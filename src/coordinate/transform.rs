//! Coordinate transformation functionality
//!
//! Implements the spherical Web Mercator mapping between WGS84 (EPSG:4326)
//! and Web Mercator (EPSG:3857).

use std::f64::consts::PI;
use log::debug;

use super::bbox::BoundingBox;
use super::crs::CoordinateSystem;
use super::point::Point;
use crate::coordinate::errors::{ProjectionError, ProjResult};

/// Earth radius in meters used by the spherical Web Mercator projection
pub const EARTH_RADIUS: f64 = 6378137.0;

/// Largest latitude representable in Web Mercator, atan(sinh(pi)) in degrees
pub const MAX_LATITUDE: f64 = 85.05112877980659;

/// Half-width of the Web Mercator plane in meters (pi * EARTH_RADIUS)
pub const WEB_MERCATOR_EXTENT: f64 = PI * EARTH_RADIUS;

// Slack for extent checks on inverse input, in meters
const EXTENT_SLACK: f64 = 1e-6;

/// Transformer for converting between coordinate systems
pub struct CoordinateTransformer;

impl CoordinateTransformer {
    /// Convert from WGS84 (EPSG:4326) to Web Mercator (EPSG:3857)
    ///
    /// # Arguments
    /// * `lon` - Longitude in degrees
    /// * `lat` - Latitude in degrees
    ///
    /// # Returns
    /// A point with x and y in meters, or a domain error when the input
    /// lies outside the projection domain (the Mercator formula diverges
    /// towards the poles)
    pub fn wgs84_to_web_mercator(&self, lon: f64, lat: f64) -> ProjResult<Point> {
        if !lon.is_finite() || lon.abs() > 180.0 {
            return Err(ProjectionError::OutsideProjectionDomain {
                axis: "longitude", value: lon, limit: 180.0,
            });
        }
        if !lat.is_finite() || lat.abs() > MAX_LATITUDE {
            return Err(ProjectionError::OutsideProjectionDomain {
                axis: "latitude", value: lat, limit: MAX_LATITUDE,
            });
        }

        let x = lon.to_radians() * EARTH_RADIUS;
        let lat_rad = lat.to_radians();
        let y = EARTH_RADIUS * f64::ln(f64::tan(PI / 4.0 + lat_rad / 2.0));

        debug!("Transformed WGS84 ({}, {}) to Web Mercator ({}, {})", lon, lat, x, y);

        Ok(Point::new(x, y))
    }

    /// Convert from Web Mercator (EPSG:3857) to WGS84 (EPSG:4326)
    ///
    /// # Arguments
    /// * `x` - X coordinate in meters
    /// * `y` - Y coordinate in meters
    ///
    /// # Returns
    /// A point with longitude and latitude in degrees, or a domain error
    /// when the input lies outside the Web Mercator plane
    pub fn web_mercator_to_wgs84(&self, x: f64, y: f64) -> ProjResult<Point> {
        if !x.is_finite() || x.abs() > WEB_MERCATOR_EXTENT + EXTENT_SLACK {
            return Err(ProjectionError::OutsideProjectionDomain {
                axis: "x", value: x, limit: WEB_MERCATOR_EXTENT,
            });
        }
        if !y.is_finite() || y.abs() > WEB_MERCATOR_EXTENT + EXTENT_SLACK {
            return Err(ProjectionError::OutsideProjectionDomain {
                axis: "y", value: y, limit: WEB_MERCATOR_EXTENT,
            });
        }

        let lon = (x / EARTH_RADIUS).to_degrees();
        let lat = (2.0 * f64::atan(f64::exp(y / EARTH_RADIUS)) - PI / 2.0).to_degrees();

        debug!("Transformed Web Mercator ({}, {}) to WGS84 ({}, {})", x, y, lon, lat);

        Ok(Point::new(lon, lat))
    }

    /// Transform a point between coordinate systems
    ///
    /// The transform is a deterministic, pure mapping: identical inputs
    /// always produce identical outputs. A Z coordinate, when present,
    /// passes through unchanged.
    pub fn transform_point(&self, point: &Point, from_crs: &CoordinateSystem, to_crs: &CoordinateSystem) -> ProjResult<Point> {
        if from_crs == to_crs {
            return Ok(*point);
        }

        let mut transformed = match (from_crs, to_crs) {
            (CoordinateSystem::WGS84, CoordinateSystem::WebMercator) => {
                self.wgs84_to_web_mercator(point.x, point.y)?
            },
            (CoordinateSystem::WebMercator, CoordinateSystem::WGS84) => {
                self.web_mercator_to_wgs84(point.x, point.y)?
            },
            _ => return Err(ProjectionError::UnsupportedTransform(
                from_crs.description(), to_crs.description())),
        };

        transformed.z = point.z;
        Ok(transformed)
    }

    /// Transform a bounding box between coordinate systems
    ///
    /// Projects the min and max corners and returns a box tagged with the
    /// target EPSG code.
    pub fn transform_bbox(&self, bbox: &BoundingBox, from_crs: &CoordinateSystem, to_crs: &CoordinateSystem) -> ProjResult<BoundingBox> {
        if from_crs == to_crs {
            return Ok(*bbox);
        }

        let min_point = Point::new(bbox.min_x, bbox.min_y);
        let max_point = Point::new(bbox.max_x, bbox.max_y);

        let transformed_min = self.transform_point(&min_point, from_crs, to_crs)?;
        let transformed_max = self.transform_point(&max_point, from_crs, to_crs)?;

        Ok(BoundingBox::new_with_crs(
            transformed_min.x,
            transformed_min.y,
            transformed_max.x,
            transformed_max.y,
            to_crs.epsg_code(),
        ))
    }
}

• Assignment: Show every line of the entries above where the word "atan" occurs.

• Written solution:
/// Largest latitude representable in Web Mercator, atan(sinh(pi)) in degrees
        let lat = (2.0 * f64::atan(f64::exp(y / EARTH_RADIUS)) - PI / 2.0).to_degrees();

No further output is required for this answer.